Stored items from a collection
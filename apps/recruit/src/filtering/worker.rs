//! Classification Worker — classifies one candidate with bounded retry.
//!
//! Each attempt walks an explicit state machine:
//!
//! ```text
//! Pending ─► InFlight(n) ─┬─► Succeeded(verdict)
//!                         ├─► RateLimited(n) ──(base·2ⁿ sleep)──► InFlight(n+1)
//!                         ├─► TransientFailure(n) ──(fixed sleep)──► InFlight(n+1)
//!                         └─► Exhausted(failure verdict)       (n = last attempt)
//! ```
//!
//! The worker never returns an error: exhausted retries become a non-match verdict.

use std::time::Duration;

use async_trait::async_trait;
use tokio::sync::Semaphore;
use tracing::{debug, warn};

use crate::filtering::verdict::{parse_verdict, try_parse_verdict, Verdict};
use crate::llm_client::{LlmClient, LlmError};
use crate::models::candidate::Candidate;

/// Reason recorded when every attempt was rate limited.
pub const RATE_LIMITED_REASON: &str = "rate limited after retries";

/// Anything that can answer a classification prompt with raw model text.
///
/// `LlmClient` is the production implementation; tests swap in fakes.
#[async_trait]
pub trait Classifier: Send + Sync {
    async fn classify(&self, prompt: &str) -> Result<String, LlmError>;
}

#[async_trait]
impl Classifier for LlmClient {
    async fn classify(&self, prompt: &str) -> Result<String, LlmError> {
        self.complete(prompt).await
    }
}

/// Retry behaviour for a single candidate.
#[derive(Debug, Clone)]
pub struct RetryPolicy {
    pub max_attempts: u32,
    /// First rate-limit backoff; doubles on each further attempt.
    pub base_backoff: Duration,
    /// Fixed delay after any non-rate-limit failure.
    pub transient_delay: Duration,
    /// Re-issue the request when the model output is not valid JSON.
    pub retry_parse_failures: bool,
}

impl Default for RetryPolicy {
    fn default() -> Self {
        Self {
            max_attempts: 3,
            base_backoff: Duration::from_secs(1),
            transient_delay: Duration::from_secs(1),
            retry_parse_failures: false,
        }
    }
}

impl RetryPolicy {
    /// Backoff after the rate-limited attempt `attempt` (zero-based): base·2ⁿ.
    pub fn backoff_delay(&self, attempt: u32) -> Duration {
        self.base_backoff.saturating_mul(1u32 << attempt.min(20))
    }

    fn attempts(&self) -> u32 {
        self.max_attempts.max(1)
    }

    fn is_last(&self, attempt: u32) -> bool {
        attempt + 1 >= self.attempts()
    }
}

/// Where a candidate's classification currently stands.
#[derive(Debug, Clone, PartialEq)]
pub enum AttemptState {
    Pending,
    InFlight { attempt: u32 },
    RateLimited { attempt: u32 },
    TransientFailure { attempt: u32, error: String },
    Succeeded(Verdict),
    Exhausted(Verdict),
}

/// What a single request/response cycle produced.
#[derive(Debug)]
pub enum AttemptOutcome {
    Parsed(Verdict),
    /// Raw model text that did not parse as a verdict.
    Unparseable(String),
    RateLimited,
    Failed(String),
}

impl AttemptState {
    /// Transition out of `InFlight { attempt }` given that attempt's outcome.
    pub fn after_attempt(attempt: u32, outcome: AttemptOutcome, policy: &RetryPolicy) -> Self {
        let last = policy.is_last(attempt);
        match outcome {
            AttemptOutcome::Parsed(verdict) => AttemptState::Succeeded(verdict),
            AttemptOutcome::Unparseable(_) if policy.retry_parse_failures && !last => {
                AttemptState::TransientFailure {
                    attempt,
                    error: "unparseable model response".to_string(),
                }
            }
            AttemptOutcome::Unparseable(raw) => AttemptState::Exhausted(parse_verdict(&raw)),
            AttemptOutcome::RateLimited if last => {
                AttemptState::Exhausted(Verdict::failure(RATE_LIMITED_REASON))
            }
            AttemptOutcome::RateLimited => AttemptState::RateLimited { attempt },
            AttemptOutcome::Failed(error) if last => {
                AttemptState::Exhausted(Verdict::failure(format!("API error: {error}")))
            }
            AttemptOutcome::Failed(error) => AttemptState::TransientFailure { attempt, error },
        }
    }
}

/// Classifies one candidate, retrying transient failures per `policy`.
///
/// A permit from `permits` is held only for the duration of each request, so
/// candidates sleeping in backoff do not count against the concurrency limit.
pub async fn classify_candidate(
    classifier: &dyn Classifier,
    candidate: &Candidate,
    prompt: &str,
    permits: &Semaphore,
    policy: &RetryPolicy,
) -> Verdict {
    let mut state = AttemptState::Pending;

    loop {
        state = match state {
            AttemptState::Pending => AttemptState::InFlight { attempt: 0 },
            AttemptState::InFlight { attempt } => {
                let outcome = attempt_once(classifier, prompt, permits).await;
                AttemptState::after_attempt(attempt, outcome, policy)
            }
            AttemptState::RateLimited { attempt } => {
                let delay = policy.backoff_delay(attempt);
                warn!(
                    "Rate limited classifying {} (attempt {}), retrying after {}ms...",
                    candidate.name,
                    attempt + 1,
                    delay.as_millis()
                );
                tokio::time::sleep(delay).await;
                AttemptState::InFlight {
                    attempt: attempt + 1,
                }
            }
            AttemptState::TransientFailure { attempt, error } => {
                warn!(
                    "Classification attempt {} for {} failed: {}; retrying after {}ms...",
                    attempt + 1,
                    candidate.name,
                    error,
                    policy.transient_delay.as_millis()
                );
                tokio::time::sleep(policy.transient_delay).await;
                AttemptState::InFlight {
                    attempt: attempt + 1,
                }
            }
            AttemptState::Succeeded(verdict) => {
                debug!(
                    "Classified {}: match={} confidence={:.2}",
                    candidate.name, verdict.is_match, verdict.confidence
                );
                return verdict;
            }
            AttemptState::Exhausted(verdict) => {
                warn!("Giving up on {}: {}", candidate.name, verdict.reason);
                return verdict;
            }
        };
    }
}

async fn attempt_once(
    classifier: &dyn Classifier,
    prompt: &str,
    permits: &Semaphore,
) -> AttemptOutcome {
    let response = {
        let _permit = match permits.acquire().await {
            Ok(permit) => permit,
            Err(e) => return AttemptOutcome::Failed(e.to_string()),
        };
        classifier.classify(prompt).await
    };

    match response {
        Ok(text) => match try_parse_verdict(&text) {
            Ok(verdict) => AttemptOutcome::Parsed(verdict),
            Err(e) => {
                debug!("Model response is not a verdict: {e}");
                AttemptOutcome::Unparseable(text)
            }
        },
        Err(e) if e.is_rate_limited() => AttemptOutcome::RateLimited,
        Err(e) => AttemptOutcome::Failed(e.to_string()),
    }
}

What is being asked: Find the lines that mention "with" in the entries and show them.

Result:
//! Classification Worker — classifies one candidate with bounded retry.
/// Anything that can answer a classification prompt with raw model text.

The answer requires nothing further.